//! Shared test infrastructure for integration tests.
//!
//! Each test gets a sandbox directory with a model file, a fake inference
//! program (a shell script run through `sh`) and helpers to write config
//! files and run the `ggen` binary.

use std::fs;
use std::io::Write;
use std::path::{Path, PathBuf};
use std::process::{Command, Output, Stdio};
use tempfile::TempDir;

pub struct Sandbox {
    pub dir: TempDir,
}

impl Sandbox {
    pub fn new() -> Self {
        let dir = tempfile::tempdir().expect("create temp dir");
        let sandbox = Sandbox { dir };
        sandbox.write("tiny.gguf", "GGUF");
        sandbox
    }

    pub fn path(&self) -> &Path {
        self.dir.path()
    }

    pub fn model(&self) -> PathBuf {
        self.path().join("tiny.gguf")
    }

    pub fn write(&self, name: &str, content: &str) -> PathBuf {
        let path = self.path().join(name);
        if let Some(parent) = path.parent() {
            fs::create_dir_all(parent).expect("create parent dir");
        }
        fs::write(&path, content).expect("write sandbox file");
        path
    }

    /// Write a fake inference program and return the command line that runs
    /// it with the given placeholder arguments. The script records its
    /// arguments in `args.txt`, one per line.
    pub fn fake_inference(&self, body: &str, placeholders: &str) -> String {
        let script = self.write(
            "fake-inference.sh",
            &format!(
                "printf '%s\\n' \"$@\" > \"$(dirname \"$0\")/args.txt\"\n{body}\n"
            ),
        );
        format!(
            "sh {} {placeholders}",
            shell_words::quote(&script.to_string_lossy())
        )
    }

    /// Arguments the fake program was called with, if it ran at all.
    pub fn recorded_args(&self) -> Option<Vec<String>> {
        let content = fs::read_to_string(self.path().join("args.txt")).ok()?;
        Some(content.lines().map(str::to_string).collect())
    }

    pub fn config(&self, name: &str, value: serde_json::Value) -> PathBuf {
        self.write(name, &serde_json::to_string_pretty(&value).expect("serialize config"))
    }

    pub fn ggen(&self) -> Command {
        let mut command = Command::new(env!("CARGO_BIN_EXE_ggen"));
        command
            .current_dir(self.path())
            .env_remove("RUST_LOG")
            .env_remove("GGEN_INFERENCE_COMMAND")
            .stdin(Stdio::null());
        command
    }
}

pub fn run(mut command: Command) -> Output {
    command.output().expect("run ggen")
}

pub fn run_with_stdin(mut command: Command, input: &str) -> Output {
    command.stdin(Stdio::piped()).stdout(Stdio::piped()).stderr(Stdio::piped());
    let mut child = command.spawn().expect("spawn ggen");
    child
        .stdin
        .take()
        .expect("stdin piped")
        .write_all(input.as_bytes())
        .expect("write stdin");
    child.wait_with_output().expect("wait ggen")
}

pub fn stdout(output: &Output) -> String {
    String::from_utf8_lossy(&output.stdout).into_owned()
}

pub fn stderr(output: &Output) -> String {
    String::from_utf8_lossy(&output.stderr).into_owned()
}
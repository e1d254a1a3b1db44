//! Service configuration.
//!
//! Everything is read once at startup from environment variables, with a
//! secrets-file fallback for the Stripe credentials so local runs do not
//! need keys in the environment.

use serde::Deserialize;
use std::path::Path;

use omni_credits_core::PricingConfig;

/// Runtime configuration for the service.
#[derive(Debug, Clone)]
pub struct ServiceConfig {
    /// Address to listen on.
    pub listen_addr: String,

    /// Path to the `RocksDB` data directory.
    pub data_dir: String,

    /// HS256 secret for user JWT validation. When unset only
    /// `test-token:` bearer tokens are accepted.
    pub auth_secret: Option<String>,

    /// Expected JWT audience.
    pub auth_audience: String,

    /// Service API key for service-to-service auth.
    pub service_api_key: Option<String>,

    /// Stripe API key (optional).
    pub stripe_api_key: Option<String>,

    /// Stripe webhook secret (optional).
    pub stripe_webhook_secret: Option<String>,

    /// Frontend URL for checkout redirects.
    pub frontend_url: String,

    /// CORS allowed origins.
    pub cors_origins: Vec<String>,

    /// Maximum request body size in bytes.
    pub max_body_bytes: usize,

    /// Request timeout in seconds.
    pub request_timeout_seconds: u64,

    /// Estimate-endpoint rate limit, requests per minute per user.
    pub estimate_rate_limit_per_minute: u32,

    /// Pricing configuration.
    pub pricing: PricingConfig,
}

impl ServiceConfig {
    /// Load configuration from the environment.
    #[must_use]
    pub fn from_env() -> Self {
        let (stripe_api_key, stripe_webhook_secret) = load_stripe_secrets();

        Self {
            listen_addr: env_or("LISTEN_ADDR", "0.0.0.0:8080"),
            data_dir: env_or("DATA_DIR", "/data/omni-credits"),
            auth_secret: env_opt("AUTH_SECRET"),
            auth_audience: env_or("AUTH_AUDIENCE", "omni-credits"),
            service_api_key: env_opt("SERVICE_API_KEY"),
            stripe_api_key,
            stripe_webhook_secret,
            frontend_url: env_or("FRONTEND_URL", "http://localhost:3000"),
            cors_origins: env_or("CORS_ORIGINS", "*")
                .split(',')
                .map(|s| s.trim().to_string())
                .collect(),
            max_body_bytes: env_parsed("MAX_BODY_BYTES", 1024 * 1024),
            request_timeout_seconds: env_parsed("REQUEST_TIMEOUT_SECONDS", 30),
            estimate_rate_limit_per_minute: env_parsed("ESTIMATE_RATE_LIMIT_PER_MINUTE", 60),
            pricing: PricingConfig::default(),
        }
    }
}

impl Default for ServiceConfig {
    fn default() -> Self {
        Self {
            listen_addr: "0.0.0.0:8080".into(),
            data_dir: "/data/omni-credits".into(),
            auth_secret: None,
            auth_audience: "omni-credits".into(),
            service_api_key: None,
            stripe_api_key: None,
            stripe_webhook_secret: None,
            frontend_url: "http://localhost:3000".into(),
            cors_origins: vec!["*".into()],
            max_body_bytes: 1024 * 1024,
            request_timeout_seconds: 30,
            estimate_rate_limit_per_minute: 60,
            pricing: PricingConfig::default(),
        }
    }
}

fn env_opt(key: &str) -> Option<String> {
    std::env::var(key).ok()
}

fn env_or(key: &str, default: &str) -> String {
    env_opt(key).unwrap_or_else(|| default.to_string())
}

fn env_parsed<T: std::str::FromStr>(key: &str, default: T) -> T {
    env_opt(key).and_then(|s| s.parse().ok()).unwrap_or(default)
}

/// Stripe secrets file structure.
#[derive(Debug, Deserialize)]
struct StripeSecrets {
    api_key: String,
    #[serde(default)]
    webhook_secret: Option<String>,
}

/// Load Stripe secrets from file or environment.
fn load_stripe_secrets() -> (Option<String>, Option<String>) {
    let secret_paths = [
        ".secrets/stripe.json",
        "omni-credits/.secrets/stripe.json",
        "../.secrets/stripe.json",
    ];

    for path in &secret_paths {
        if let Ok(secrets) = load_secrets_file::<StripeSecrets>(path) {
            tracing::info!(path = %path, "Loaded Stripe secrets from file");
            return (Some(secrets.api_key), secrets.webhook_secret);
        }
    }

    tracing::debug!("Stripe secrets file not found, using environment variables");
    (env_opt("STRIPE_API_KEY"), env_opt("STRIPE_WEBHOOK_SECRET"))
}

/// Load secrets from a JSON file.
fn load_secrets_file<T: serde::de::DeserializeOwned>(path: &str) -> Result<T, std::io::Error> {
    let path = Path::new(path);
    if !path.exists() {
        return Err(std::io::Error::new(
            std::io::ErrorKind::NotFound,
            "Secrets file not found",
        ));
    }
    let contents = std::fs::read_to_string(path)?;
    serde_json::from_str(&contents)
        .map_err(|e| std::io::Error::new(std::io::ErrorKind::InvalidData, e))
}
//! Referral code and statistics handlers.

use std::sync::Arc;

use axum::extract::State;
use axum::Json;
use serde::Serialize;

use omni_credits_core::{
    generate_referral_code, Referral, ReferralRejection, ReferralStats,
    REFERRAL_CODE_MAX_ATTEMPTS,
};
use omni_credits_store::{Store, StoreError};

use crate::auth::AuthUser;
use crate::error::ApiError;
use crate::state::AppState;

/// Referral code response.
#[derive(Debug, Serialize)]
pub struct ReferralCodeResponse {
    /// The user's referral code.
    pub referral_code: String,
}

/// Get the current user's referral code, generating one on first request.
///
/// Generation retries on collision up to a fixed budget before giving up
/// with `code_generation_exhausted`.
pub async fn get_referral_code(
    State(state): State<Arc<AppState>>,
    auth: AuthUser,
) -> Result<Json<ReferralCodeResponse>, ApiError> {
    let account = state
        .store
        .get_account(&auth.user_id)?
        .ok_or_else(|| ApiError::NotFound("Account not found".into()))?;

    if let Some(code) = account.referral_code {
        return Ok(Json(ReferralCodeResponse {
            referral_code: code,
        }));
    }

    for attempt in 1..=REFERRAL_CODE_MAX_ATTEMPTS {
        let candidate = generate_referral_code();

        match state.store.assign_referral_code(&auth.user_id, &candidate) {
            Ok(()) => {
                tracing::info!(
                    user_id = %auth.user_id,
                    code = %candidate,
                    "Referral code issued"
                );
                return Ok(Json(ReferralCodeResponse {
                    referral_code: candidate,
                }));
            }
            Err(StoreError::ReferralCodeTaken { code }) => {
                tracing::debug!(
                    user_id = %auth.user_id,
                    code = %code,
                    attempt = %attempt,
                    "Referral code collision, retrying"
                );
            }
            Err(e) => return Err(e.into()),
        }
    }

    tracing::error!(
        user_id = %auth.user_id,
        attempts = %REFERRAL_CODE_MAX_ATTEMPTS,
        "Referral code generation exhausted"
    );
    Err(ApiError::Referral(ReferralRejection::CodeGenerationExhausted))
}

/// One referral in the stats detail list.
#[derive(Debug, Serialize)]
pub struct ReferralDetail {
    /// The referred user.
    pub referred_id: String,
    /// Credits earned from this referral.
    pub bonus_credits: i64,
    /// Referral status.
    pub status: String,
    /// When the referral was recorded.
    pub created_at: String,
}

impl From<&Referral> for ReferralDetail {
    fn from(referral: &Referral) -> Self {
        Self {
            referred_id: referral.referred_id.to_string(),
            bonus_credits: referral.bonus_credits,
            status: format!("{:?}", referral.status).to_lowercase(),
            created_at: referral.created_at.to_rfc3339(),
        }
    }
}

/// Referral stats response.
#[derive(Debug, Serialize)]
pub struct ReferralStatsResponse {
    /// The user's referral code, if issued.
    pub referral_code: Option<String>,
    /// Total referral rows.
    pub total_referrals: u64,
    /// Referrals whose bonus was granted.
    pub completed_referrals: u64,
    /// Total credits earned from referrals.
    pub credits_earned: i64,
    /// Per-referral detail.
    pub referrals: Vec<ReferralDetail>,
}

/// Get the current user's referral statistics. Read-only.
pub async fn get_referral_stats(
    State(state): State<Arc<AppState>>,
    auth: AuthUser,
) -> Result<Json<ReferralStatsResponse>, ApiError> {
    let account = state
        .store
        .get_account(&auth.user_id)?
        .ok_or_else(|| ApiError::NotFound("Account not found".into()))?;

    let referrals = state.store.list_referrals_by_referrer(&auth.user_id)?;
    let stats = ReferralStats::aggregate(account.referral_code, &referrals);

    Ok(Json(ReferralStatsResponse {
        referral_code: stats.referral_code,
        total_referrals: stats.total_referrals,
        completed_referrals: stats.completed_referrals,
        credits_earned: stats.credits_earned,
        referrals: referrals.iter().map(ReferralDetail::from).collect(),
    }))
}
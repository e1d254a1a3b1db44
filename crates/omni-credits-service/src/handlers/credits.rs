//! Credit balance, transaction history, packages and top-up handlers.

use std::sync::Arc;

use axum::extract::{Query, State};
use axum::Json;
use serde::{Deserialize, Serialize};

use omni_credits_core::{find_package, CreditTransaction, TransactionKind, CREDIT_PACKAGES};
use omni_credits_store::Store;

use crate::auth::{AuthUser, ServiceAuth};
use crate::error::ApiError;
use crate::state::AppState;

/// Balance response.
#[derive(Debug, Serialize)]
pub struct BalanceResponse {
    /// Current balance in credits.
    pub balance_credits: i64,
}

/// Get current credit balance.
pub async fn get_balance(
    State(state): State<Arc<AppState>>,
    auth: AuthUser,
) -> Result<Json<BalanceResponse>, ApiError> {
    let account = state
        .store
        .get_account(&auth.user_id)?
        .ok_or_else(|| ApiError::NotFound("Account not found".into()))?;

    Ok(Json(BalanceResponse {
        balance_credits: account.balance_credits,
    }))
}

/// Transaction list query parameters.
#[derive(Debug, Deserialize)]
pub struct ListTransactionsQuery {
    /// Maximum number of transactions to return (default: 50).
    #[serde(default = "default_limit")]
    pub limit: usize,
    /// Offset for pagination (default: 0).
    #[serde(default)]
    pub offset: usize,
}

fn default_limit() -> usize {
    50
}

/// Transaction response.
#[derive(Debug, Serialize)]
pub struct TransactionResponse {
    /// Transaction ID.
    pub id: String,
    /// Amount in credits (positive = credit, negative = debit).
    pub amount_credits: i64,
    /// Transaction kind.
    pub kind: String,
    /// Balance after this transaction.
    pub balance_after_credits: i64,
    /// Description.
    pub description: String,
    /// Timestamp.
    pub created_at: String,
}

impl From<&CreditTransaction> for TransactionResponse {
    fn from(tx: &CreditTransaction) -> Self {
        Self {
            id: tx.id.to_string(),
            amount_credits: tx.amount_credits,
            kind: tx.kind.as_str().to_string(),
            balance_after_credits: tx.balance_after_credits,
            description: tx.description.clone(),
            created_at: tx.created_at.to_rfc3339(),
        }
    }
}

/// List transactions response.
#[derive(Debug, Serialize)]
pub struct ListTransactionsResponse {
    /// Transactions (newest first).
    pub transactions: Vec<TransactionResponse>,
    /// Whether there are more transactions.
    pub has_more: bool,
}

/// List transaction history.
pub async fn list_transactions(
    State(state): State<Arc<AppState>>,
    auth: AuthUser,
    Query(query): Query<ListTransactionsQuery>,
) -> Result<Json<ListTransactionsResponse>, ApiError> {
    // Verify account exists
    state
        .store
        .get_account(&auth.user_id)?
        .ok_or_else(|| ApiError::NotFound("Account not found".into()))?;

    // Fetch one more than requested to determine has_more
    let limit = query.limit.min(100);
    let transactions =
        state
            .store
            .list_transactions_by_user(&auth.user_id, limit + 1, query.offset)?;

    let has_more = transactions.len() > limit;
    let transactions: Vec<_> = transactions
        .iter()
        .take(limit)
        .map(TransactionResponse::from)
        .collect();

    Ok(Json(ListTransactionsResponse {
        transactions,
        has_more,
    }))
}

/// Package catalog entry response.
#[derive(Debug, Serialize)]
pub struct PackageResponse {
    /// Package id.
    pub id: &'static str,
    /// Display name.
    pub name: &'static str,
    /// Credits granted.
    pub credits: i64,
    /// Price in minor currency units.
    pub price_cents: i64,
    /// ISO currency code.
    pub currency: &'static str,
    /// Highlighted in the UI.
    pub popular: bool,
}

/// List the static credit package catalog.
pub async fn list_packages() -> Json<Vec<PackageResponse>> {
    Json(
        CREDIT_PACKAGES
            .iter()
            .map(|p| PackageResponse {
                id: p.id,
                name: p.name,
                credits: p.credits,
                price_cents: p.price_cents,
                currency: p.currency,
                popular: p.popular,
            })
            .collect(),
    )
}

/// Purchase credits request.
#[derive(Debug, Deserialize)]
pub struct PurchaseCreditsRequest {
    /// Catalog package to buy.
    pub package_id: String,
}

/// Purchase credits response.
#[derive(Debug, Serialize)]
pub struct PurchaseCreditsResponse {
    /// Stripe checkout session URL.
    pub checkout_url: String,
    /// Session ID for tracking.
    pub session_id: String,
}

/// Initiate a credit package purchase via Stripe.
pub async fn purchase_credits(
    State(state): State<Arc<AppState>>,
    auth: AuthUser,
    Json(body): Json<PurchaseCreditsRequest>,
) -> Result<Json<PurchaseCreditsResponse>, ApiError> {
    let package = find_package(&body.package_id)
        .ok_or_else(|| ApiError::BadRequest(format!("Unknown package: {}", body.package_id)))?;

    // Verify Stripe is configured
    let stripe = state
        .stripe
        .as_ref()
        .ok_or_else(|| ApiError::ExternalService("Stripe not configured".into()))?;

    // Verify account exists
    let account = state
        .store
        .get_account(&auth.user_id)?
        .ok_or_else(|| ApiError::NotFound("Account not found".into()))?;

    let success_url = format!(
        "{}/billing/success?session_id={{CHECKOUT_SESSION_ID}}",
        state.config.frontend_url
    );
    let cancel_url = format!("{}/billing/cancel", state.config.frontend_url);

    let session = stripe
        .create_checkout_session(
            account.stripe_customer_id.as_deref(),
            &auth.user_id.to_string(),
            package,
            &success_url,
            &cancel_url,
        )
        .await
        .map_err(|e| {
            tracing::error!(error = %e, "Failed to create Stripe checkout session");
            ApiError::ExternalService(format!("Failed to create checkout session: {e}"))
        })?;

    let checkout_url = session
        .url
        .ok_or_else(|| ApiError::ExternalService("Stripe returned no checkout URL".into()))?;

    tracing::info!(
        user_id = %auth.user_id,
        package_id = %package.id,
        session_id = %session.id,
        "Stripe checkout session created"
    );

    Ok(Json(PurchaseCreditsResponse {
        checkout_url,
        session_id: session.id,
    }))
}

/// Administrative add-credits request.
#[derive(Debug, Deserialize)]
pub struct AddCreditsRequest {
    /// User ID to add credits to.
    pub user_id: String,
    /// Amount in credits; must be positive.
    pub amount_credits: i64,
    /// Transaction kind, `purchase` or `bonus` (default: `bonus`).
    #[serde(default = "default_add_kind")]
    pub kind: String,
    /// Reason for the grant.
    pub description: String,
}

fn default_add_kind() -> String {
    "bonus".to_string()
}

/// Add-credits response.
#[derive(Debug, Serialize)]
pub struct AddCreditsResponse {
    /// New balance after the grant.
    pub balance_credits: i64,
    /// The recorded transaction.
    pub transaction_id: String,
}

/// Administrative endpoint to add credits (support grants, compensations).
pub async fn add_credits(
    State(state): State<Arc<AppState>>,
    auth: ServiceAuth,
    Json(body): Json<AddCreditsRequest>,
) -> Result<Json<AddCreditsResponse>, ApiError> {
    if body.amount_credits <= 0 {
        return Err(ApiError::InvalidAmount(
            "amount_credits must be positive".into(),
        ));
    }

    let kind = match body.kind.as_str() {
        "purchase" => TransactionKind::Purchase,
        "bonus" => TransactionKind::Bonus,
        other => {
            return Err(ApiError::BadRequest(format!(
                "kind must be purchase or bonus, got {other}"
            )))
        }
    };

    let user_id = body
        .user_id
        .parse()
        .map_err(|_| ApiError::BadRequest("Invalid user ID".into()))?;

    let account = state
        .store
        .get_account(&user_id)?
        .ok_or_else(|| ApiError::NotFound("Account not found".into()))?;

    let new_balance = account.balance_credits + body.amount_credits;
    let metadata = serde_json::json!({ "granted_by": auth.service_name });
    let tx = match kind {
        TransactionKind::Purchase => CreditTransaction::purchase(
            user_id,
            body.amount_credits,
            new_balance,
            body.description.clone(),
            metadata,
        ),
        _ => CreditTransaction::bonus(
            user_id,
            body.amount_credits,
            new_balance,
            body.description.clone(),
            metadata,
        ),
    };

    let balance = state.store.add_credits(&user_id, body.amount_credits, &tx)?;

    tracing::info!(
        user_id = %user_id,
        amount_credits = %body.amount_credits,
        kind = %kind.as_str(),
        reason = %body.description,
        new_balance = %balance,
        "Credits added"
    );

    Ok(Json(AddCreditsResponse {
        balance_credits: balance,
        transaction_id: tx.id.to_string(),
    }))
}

**WORK ITEM**
Word for word, restate the lines above from the line containing "env_opt(key).and_then(|s| s.parse().ok()).unwrap_or(default)" through the line containing "not found, using", with both included and nothing else.

**SOLUTION TO THIS EXERCISE**
    env_opt(key).and_then(|s| s.parse().ok()).unwrap_or(default)
}

/// Stripe secrets file structure.
#[derive(Debug, Deserialize)]
struct StripeSecrets {
    api_key: String,
    #[serde(default)]
    webhook_secret: Option<String>,
}

/// Load Stripe secrets from file or environment.
fn load_stripe_secrets() -> (Option<String>, Option<String>) {
    let secret_paths = [
        ".secrets/stripe.json",
        "omni-credits/.secrets/stripe.json",
        "../.secrets/stripe.json",
    ];

    for path in &secret_paths {
        if let Ok(secrets) = load_secrets_file::<StripeSecrets>(path) {
            tracing::info!(path = %path, "Loaded Stripe secrets from file");
            return (Some(secrets.api_key), secrets.webhook_secret);
        }
    }

    tracing::debug!("Stripe secrets file not found, using environment variables");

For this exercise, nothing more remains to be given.